## Data
#####
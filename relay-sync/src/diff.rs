//! Preview of a tree sync for `relay diff`.

use std::io::ErrorKind;
use std::path::Path;

use serde::Serialize;
use similar::TextDiff;

use relay_core::{ProjectUnit, TreeChange, TreeChangeKind};

use crate::error::{io_err, SyncError};
use crate::tree::TreeSyncPlanner;

/// One planned change, with a unified diff when both sides are text.
#[derive(Debug, Clone, PartialEq, Eq, Serialize)]
pub struct FileDiff {
    pub change: TreeChange,
    pub unified_diff: Option<String>,
}

/// Everything `sync` would do to a unit's working copy.
#[derive(Debug, Clone, PartialEq, Eq, Serialize)]
pub struct DiffUnitResult {
    pub project: String,
    pub diffs: Vec<FileDiff>,
}

/// Compare the unit's tree source to its working copy. No files are written.
pub fn diff_unit(unit: &ProjectUnit) -> Result<DiffUnitResult, SyncError> {
    let planner = TreeSyncPlanner::for_unit(unit)?;
    let mut diffs = Vec::new();
    for change in planner.changes()? {
        let unified_diff = match change.kind {
            TreeChangeKind::Add | TreeChangeKind::Update => {
                text_diff(planner.source(), planner.dest(), &change.path)?
            }
            TreeChangeKind::Remove | TreeChangeKind::Relink => None,
        };
        diffs.push(FileDiff {
            change,
            unified_diff,
        });
    }
    Ok(DiffUnitResult {
        project: unit.name.to_string(),
        diffs,
    })
}

fn text_diff(source: &Path, dest: &Path, rel: &Path) -> Result<Option<String>, SyncError> {
    let src = source.join(rel);
    if !src.is_file() {
        return Ok(None);
    }
    let (Some(new), Some(old)) = (read_text(&src)?, read_text(&dest.join(rel))?) else {
        return Ok(None);
    };
    if old == new {
        return Ok(None);
    }
    let old_header = format!("a/{}", rel.display());
    let new_header = format!("b/{}", rel.display());
    let unified = TextDiff::from_lines(&old, &new)
        .unified_diff()
        .header(&old_header, &new_header)
        .context_radius(3)
        .to_string();
    Ok(Some(unified))
}

/// File contents as text; empty for a missing file, `None` for binary.
fn read_text(path: &Path) -> Result<Option<String>, SyncError> {
    if path.is_dir() {
        return Ok(None);
    }
    match std::fs::read(path) {
        Ok(bytes) => Ok(String::from_utf8(bytes)
            .ok()
            .map(|s| s.replace("\r\n", "\n"))),
        Err(err) if err.kind() == ErrorKind::NotFound || !path.exists() => Ok(Some(String::new())),
        Err(err) => Err(io_err(path, err)),
    }
}

#[cfg(test)]
mod tests {
    use std::fs;
    use std::path::PathBuf;

    use relay_core::TreeSource;
    use tempfile::TempDir;

    use super::*;

    fn unit(root: &Path) -> ProjectUnit {
        let mut unit = ProjectUnit::new("docs", root.join("dst"), "ssh://review/docs");
        unit.tree = Some(TreeSource {
            source: root.join("src"),
            preserve_symlinks: true,
            quick_copy: false,
        });
        unit
    }

    #[test]
    fn identical_trees_have_no_diff() {
        let root = TempDir::new().expect("tempdir");
        fs::create_dir_all(root.path().join("src")).unwrap();
        fs::create_dir_all(root.path().join("dst")).unwrap();
        fs::write(root.path().join("src/a.md"), "same\n").unwrap();
        fs::write(root.path().join("dst/a.md"), "same\n").unwrap();
        let result = diff_unit(&unit(root.path())).expect("diff");
        assert!(result.diffs.is_empty());
    }

    #[test]
    fn edited_file_produces_unified_diff() {
        let root = TempDir::new().expect("tempdir");
        fs::create_dir_all(root.path().join("src/guide")).unwrap();
        fs::create_dir_all(root.path().join("dst/guide")).unwrap();
        fs::write(root.path().join("src/guide/a.md"), "one\ntwo\n").unwrap();
        fs::write(root.path().join("dst/guide/a.md"), "one\n").unwrap();
        fs::write(root.path().join("dst/stale.md"), "bye\n").unwrap();

        let result = diff_unit(&unit(root.path())).expect("diff");
        let edit = result
            .diffs
            .iter()
            .find(|d| d.change.path.ends_with("a.md"))
            .expect("a.md diff");
        assert_eq!(edit.change.kind, TreeChangeKind::Update);
        let text = edit.unified_diff.as_deref().expect("text diff");
        assert!(text.contains("--- a/guide/a.md"));
        assert!(text.contains("+++ b/guide/a.md"));
        assert!(text.contains("+two"));

        let stale = result
            .diffs
            .iter()
            .find(|d| d.change.kind == TreeChangeKind::Remove)
            .expect("removal");
        assert_eq!(stale.change.path, PathBuf::from("stale.md"));
        assert!(stale.unified_diff.is_none());
    }

    #[test]
    fn unit_without_tree_is_rejected() {
        let unit = ProjectUnit::new("x", "/nowhere", "r");
        assert!(matches!(diff_unit(&unit).unwrap_err(), SyncError::Validation(_)));
    }
}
#####
## Directions for this task
Filter the listing above down to the lines that contain the word "ErrorKind".

## Answer box
use std::io::ErrorKind;
        Err(err) if err.kind() == ErrorKind::NotFound || !path.exists() => Ok(Some(String::new())),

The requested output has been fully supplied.